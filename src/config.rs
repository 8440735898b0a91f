//! Run configuration for the shuffle-and-count engine.

use std::path::PathBuf;

use crate::constants::{DEFAULT_HT_SIZE, DEFAULT_PREFETCH_QUEUE_SIZE, DEFAULT_QUEUE_SIZE, SECTION_SLOTS};
use crate::error::{Result, SluiceError};
use crate::hash::HashKind;
use crate::keysource::KeySourceSpec;
use crate::topology::NumaPolicy;

/// Which SPSC queue implementation shuttles keys to consumers.
#[derive(Debug, Clone, Copy, PartialEq, Eq)]
pub enum QueueVariant {
    /// Shared ring with producer-reserved runs and backtracking consumer.
    BatchedRing,
    /// Ring split into cacheline-sized sections with one control word each.
    SectionQueue,
}

/// Full configuration of one run.
#[derive(Debug, Clone)]
pub struct Config {
    /// Number of producer threads (the main thread is the last one).
    pub n_prod: u32,
    /// Number of consumer threads, one hash partition each.
    pub n_cons: u32,
    /// Total hash capacity; each consumer owns `ht_size / n_cons`
    /// rounded up to a power of two.
    pub ht_size: u64,
    /// Keys generated per producer per pass.
    pub num_inserts: u64,
    /// Repetitions of the key stream per producer.
    pub insert_factor: u32,
    pub queue_variant: QueueVariant,
    /// Ring length in slots, power of two.
    pub queue_size: u32,
    /// Prefetch pipeline depth, power of two.
    pub prefetch_queue_size: u32,
    pub numa_policy: NumaPolicy,
    pub hash_kind: HashKind,
    /// Bypass the prefetch pipeline and insert one key at a time.
    pub no_prefetch: bool,
    /// Use the cacheline-wide probe on the insert drain path.
    pub wide_probe: bool,
    /// Carry the low 32 hash bits in the upper half of the wire word.
    pub fold_hash: bool,
    /// Back the tables with transparent huge pages where available.
    pub huge_pages: bool,
    /// Zipfian exponent, used by the Zipfian key source.
    pub skew: f64,
    /// Key stream each producer draws from.
    pub source: KeySourceSpec,
    /// If set, dump each partition to `"{ht_file}{shard_id}"` after the run.
    pub ht_file: Option<PathBuf>,
    /// Run a measured find pass over the same key streams after inserting.
    pub run_find_pass: bool,
}

impl Default for Config {
    fn default() -> Self {
        Self {
            n_prod: 1,
            n_cons: 1,
            ht_size: DEFAULT_HT_SIZE,
            num_inserts: 1 << 16,
            insert_factor: 1,
            queue_variant: QueueVariant::BatchedRing,
            queue_size: DEFAULT_QUEUE_SIZE,
            prefetch_queue_size: DEFAULT_PREFETCH_QUEUE_SIZE,
            numa_policy: NumaPolicy::Mixed,
            hash_kind: HashKind::default(),
            no_prefetch: false,
            wide_probe: false,
            fold_hash: false,
            huge_pages: false,
            skew: 1.1,
            source: KeySourceSpec::Range,
            ht_file: None,
            run_find_pass: false,
        }
    }
}

impl Config {
    pub fn new(n_prod: u32, n_cons: u32) -> Self {
        Self {
            n_prod,
            n_cons,
            ..Self::default()
        }
    }

    pub fn with_inserts(mut self, num_inserts: u64) -> Self {
        self.num_inserts = num_inserts;
        self
    }

    pub fn with_ht_size(mut self, ht_size: u64) -> Self {
        self.ht_size = ht_size;
        self
    }

    pub fn with_queue_variant(mut self, variant: QueueVariant) -> Self {
        self.queue_variant = variant;
        self
    }

    pub fn with_queue_size(mut self, queue_size: u32) -> Self {
        self.queue_size = queue_size;
        self
    }

    pub fn with_source(mut self, source: KeySourceSpec) -> Self {
        self.source = source;
        self
    }

    pub fn with_hash_kind(mut self, kind: HashKind) -> Self {
        self.hash_kind = kind;
        self
    }

    pub fn with_numa_policy(mut self, policy: NumaPolicy) -> Self {
        self.numa_policy = policy;
        self
    }

    pub fn with_prefetch_queue_size(mut self, depth: u32) -> Self {
        self.prefetch_queue_size = depth;
        self
    }

    /// Check every parameter the core consumes. Fatal before any
    /// thread starts; backpressure is the only condition handled
    /// in-band later.
    pub fn validate(&self) -> Result<()> {
        if self.n_prod == 0 || self.n_cons == 0 {
            return Err(SluiceError::config("n_prod and n_cons must be nonzero"));
        }
        if self.n_prod > 64 {
            return Err(SluiceError::config(
                "at most 64 producers (consumer queue mask is one word)",
            ));
        }
        if !self.queue_size.is_power_of_two() {
            return Err(SluiceError::config(format!(
                "queue_size {} is not a power of two",
                self.queue_size
            )));
        }
        if self.queue_size < SECTION_SLOTS {
            return Err(SluiceError::config(format!(
                "queue_size {} below the minimum of {}",
                self.queue_size, SECTION_SLOTS
            )));
        }
        if !self.prefetch_queue_size.is_power_of_two() {
            return Err(SluiceError::config(format!(
                "prefetch_queue_size {} is not a power of two",
                self.prefetch_queue_size
            )));
        }
        if self.ht_size < self.n_cons as u64 {
            return Err(SluiceError::config(
                "ht_size must provide at least one bucket per consumer",
            ));
        }
        if self.insert_factor == 0 {
            return Err(SluiceError::config("insert_factor must be at least 1"));
        }
        if !self.skew.is_finite() || self.skew < 0.0 {
            return Err(SluiceError::config("skew must be finite and nonnegative"));
        }
        Ok(())
    }

    /// Buckets owned by one consumer, before power-of-two rounding.
    pub fn partition_size(&self) -> u64 {
        self.ht_size / self.n_cons as u64
    }
}

#[cfg(test)]
mod tests {
    use super::*;

    #[test]
    fn test_default_config_is_valid() {
        assert!(Config::default().validate().is_ok());
    }

    #[test]
    fn test_rejects_non_pow2_queue() {
        let cfg = Config::new(1, 1).with_queue_size(1000);
        assert!(cfg.validate().is_err());
    }

    #[test]
    fn test_rejects_zero_threads() {
        assert!(Config::new(0, 1).validate().is_err());
        assert!(Config::new(1, 0).validate().is_err());
    }

    #[test]
    fn test_rejects_tiny_ht() {
        let cfg = Config::new(1, 4).with_ht_size(2);
        assert!(cfg.validate().is_err());
    }

    #[test]
    fn test_partition_size() {
        let cfg = Config::new(2, 4).with_ht_size(1024);
        assert_eq!(cfg.partition_size(), 256);
    }
}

***

For this exercise, the records above must be returned exactly.

filename src/config.rs
repository 8440735898b0a91f
//! Run configuration for the shuffle-and-count engine.

use std::path::PathBuf;

use crate::constants::{DEFAULT_HT_SIZE, DEFAULT_PREFETCH_QUEUE_SIZE, DEFAULT_QUEUE_SIZE, SECTION_SLOTS};
use crate::error::{Result, SluiceError};
use crate::hash::HashKind;
use crate::keysource::KeySourceSpec;
use crate::topology::NumaPolicy;

/// Which SPSC queue implementation shuttles keys to consumers.
#[derive(Debug, Clone, Copy, PartialEq, Eq)]
pub enum QueueVariant {
    /// Shared ring with producer-reserved runs and backtracking consumer.
    BatchedRing,
    /// Ring split into cacheline-sized sections with one control word each.
    SectionQueue,
}

/// Full configuration of one run.
#[derive(Debug, Clone)]
pub struct Config {
    /// Number of producer threads (the main thread is the last one).
    pub n_prod: u32,
    /// Number of consumer threads, one hash partition each.
    pub n_cons: u32,
    /// Total hash capacity; each consumer owns `ht_size / n_cons`
    /// rounded up to a power of two.
    pub ht_size: u64,
    /// Keys generated per producer per pass.
    pub num_inserts: u64,
    /// Repetitions of the key stream per producer.
    pub insert_factor: u32,
    pub queue_variant: QueueVariant,
    /// Ring length in slots, power of two.
    pub queue_size: u32,
    /// Prefetch pipeline depth, power of two.
    pub prefetch_queue_size: u32,
    pub numa_policy: NumaPolicy,
    pub hash_kind: HashKind,
    /// Bypass the prefetch pipeline and insert one key at a time.
    pub no_prefetch: bool,
    /// Use the cacheline-wide probe on the insert drain path.
    pub wide_probe: bool,
    /// Carry the low 32 hash bits in the upper half of the wire word.
    pub fold_hash: bool,
    /// Back the tables with transparent huge pages where available.
    pub huge_pages: bool,
    /// Zipfian exponent, used by the Zipfian key source.
    pub skew: f64,
    /// Key stream each producer draws from.
    pub source: KeySourceSpec,
    /// If set, dump each partition to `"{ht_file}{shard_id}"` after the run.
    pub ht_file: Option<PathBuf>,
    /// Run a measured find pass over the same key streams after inserting.
    pub run_find_pass: bool,
}

impl Default for Config {
    fn default() -> Self {
        Self {
            n_prod: 1,
            n_cons: 1,
            ht_size: DEFAULT_HT_SIZE,
            num_inserts: 1 << 16,
            insert_factor: 1,
            queue_variant: QueueVariant::BatchedRing,
            queue_size: DEFAULT_QUEUE_SIZE,
            prefetch_queue_size: DEFAULT_PREFETCH_QUEUE_SIZE,
            numa_policy: NumaPolicy::Mixed,
            hash_kind: HashKind::default(),
            no_prefetch: false,
            wide_probe: false,
            fold_hash: false,
            huge_pages: false,
            skew: 1.1,
            source: KeySourceSpec::Range,
            ht_file: None,
            run_find_pass: false,
        }
    }
}

impl Config {
    pub fn new(n_prod: u32, n_cons: u32) -> Self {
        Self {
            n_prod,
            n_cons,
            ..Self::default()
        }
    }

    pub fn with_inserts(mut self, num_inserts: u64) -> Self {
        self.num_inserts = num_inserts;
        self
    }

    pub fn with_ht_size(mut self, ht_size: u64) -> Self {
        self.ht_size = ht_size;
        self
    }

    pub fn with_queue_variant(mut self, variant: QueueVariant) -> Self {
        self.queue_variant = variant;
        self
    }

    pub fn with_queue_size(mut self, queue_size: u32) -> Self {
        self.queue_size = queue_size;
        self
    }

    pub fn with_source(mut self, source: KeySourceSpec) -> Self {
        self.source = source;
        self
    }

    pub fn with_hash_kind(mut self, kind: HashKind) -> Self {
        self.hash_kind = kind;
        self
    }

    pub fn with_numa_policy(mut self, policy: NumaPolicy) -> Self {
        self.numa_policy = policy;
        self
    }

    pub fn with_prefetch_queue_size(mut self, depth: u32) -> Self {
        self.prefetch_queue_size = depth;
        self
    }

    /// Check every parameter the core consumes. Fatal before any
    /// thread starts; backpressure is the only condition handled
    /// in-band later.
    pub fn validate(&self) -> Result<()> {
        if self.n_prod == 0 || self.n_cons == 0 {
            return Err(SluiceError::config("n_prod and n_cons must be nonzero"));
        }
        if self.n_prod > 64 {
            return Err(SluiceError::config(
                "at most 64 producers (consumer queue mask is one word)",
            ));
        }
        if !self.queue_size.is_power_of_two() {
            return Err(SluiceError::config(format!(
                "queue_size {} is not a power of two",
                self.queue_size
            )));
        }
        if self.queue_size < SECTION_SLOTS {
            return Err(SluiceError::config(format!(
                "queue_size {} below the minimum of {}",
                self.queue_size, SECTION_SLOTS
            )));
        }
        if !self.prefetch_queue_size.is_power_of_two() {
            return Err(SluiceError::config(format!(
                "prefetch_queue_size {} is not a power of two",
                self.prefetch_queue_size
            )));
        }
        if self.ht_size < self.n_cons as u64 {
            return Err(SluiceError::config(
                "ht_size must provide at least one bucket per consumer",
            ));
        }
        if self.insert_factor == 0 {
            return Err(SluiceError::config("insert_factor must be at least 1"));
        }
        if !self.skew.is_finite() || self.skew < 0.0 {
            return Err(SluiceError::config("skew must be finite and nonnegative"));
        }
        Ok(())
    }

    /// Buckets owned by one consumer, before power-of-two rounding.
    pub fn partition_size(&self) -> u64 {
        self.ht_size / self.n_cons as u64
    }
}

#[cfg(test)]
mod tests {
    use super::*;

    #[test]
    fn test_default_config_is_valid() {
        assert!(Config::default().validate().is_ok());
    }

    #[test]
    fn test_rejects_non_pow2_queue() {
        let cfg = Config::new(1, 1).with_queue_size(1000);
        assert!(cfg.validate().is_err());
    }

    #[test]
    fn test_rejects_zero_threads() {
        assert!(Config::new(0, 1).validate().is_err());
        assert!(Config::new(1, 0).validate().is_err());
    }

    #[test]
    fn test_rejects_tiny_ht() {
        let cfg = Config::new(1, 4).with_ht_size(2);
        assert!(cfg.validate().is_err());
    }

    #[test]
    fn test_partition_size() {
        let cfg = Config::new(2, 4).with_ht_size(1024);
        assert_eq!(cfg.partition_size(), 256);
    }
}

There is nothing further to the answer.